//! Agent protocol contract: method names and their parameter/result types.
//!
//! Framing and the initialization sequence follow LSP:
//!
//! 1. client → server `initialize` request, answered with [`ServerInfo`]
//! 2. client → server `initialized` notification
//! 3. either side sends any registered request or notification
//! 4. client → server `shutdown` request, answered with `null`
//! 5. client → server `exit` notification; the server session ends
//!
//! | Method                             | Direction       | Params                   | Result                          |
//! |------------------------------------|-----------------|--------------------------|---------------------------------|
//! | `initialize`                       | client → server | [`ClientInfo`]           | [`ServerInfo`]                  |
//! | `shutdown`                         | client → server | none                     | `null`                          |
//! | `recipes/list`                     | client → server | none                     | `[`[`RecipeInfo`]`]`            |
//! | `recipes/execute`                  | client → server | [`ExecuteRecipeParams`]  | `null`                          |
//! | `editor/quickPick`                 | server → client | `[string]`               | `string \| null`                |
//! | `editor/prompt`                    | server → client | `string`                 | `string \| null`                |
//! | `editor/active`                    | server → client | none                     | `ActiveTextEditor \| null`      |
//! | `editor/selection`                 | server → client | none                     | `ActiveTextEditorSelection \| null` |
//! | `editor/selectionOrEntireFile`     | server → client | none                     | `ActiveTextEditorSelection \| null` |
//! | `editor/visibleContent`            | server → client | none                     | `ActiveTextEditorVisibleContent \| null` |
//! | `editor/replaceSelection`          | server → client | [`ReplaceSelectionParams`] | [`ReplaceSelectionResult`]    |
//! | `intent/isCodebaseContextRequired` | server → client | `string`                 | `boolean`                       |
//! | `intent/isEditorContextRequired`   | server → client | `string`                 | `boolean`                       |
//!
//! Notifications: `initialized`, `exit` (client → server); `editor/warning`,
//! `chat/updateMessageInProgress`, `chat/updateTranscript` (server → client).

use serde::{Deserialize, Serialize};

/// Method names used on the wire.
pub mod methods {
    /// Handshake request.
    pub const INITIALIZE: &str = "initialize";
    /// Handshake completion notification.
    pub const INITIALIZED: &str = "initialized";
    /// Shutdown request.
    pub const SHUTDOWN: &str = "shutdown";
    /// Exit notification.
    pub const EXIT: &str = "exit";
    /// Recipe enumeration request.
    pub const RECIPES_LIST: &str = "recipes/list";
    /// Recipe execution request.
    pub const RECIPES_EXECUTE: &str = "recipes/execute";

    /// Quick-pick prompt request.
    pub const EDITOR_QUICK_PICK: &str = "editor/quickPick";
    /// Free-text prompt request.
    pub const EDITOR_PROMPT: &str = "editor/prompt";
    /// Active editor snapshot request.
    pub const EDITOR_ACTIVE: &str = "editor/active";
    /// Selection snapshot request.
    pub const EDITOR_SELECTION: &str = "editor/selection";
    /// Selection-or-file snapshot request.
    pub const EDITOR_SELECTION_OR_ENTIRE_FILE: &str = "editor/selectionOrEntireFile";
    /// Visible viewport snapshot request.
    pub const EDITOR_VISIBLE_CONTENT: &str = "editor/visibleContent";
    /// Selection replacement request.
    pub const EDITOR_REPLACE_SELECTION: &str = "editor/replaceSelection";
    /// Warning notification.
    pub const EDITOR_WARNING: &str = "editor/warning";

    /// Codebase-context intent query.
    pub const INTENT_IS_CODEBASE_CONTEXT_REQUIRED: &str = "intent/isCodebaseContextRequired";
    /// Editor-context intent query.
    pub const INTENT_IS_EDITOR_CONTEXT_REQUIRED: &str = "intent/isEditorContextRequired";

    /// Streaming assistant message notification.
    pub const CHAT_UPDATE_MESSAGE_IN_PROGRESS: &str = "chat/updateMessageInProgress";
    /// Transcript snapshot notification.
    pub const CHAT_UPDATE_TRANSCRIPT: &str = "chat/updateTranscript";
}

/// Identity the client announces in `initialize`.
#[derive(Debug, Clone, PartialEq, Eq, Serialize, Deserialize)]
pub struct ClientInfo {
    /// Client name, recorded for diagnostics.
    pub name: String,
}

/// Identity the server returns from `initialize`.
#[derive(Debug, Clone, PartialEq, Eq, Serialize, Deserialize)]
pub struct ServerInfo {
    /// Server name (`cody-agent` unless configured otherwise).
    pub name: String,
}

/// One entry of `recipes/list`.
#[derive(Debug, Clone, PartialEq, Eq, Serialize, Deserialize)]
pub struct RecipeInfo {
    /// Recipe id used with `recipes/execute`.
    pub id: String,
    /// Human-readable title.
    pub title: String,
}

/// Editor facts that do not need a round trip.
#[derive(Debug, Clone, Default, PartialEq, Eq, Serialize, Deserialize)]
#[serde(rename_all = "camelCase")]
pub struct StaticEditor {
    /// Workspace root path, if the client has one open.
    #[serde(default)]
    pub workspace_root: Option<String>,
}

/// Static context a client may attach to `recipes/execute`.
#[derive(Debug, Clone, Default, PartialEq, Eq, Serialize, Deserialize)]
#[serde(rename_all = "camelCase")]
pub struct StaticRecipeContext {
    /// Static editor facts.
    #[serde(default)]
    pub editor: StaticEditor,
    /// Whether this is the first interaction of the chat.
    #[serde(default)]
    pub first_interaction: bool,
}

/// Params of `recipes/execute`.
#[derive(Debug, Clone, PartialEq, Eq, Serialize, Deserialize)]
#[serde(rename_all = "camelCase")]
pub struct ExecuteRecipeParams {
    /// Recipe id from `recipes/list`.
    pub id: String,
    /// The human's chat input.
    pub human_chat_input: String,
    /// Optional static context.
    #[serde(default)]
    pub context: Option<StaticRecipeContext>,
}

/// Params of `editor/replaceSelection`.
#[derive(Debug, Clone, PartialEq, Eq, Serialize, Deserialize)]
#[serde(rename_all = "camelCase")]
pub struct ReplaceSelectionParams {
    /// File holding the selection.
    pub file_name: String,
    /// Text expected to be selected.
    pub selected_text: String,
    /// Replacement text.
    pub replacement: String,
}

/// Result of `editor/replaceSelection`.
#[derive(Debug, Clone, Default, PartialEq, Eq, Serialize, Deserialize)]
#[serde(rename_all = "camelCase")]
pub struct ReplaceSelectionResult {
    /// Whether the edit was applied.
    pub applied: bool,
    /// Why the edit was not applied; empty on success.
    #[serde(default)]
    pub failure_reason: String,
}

ACTION ITEM –
Considering only lines that hold the word "facts", work out how many appear in the listing above and give that number only.

FINISHED TASK –
2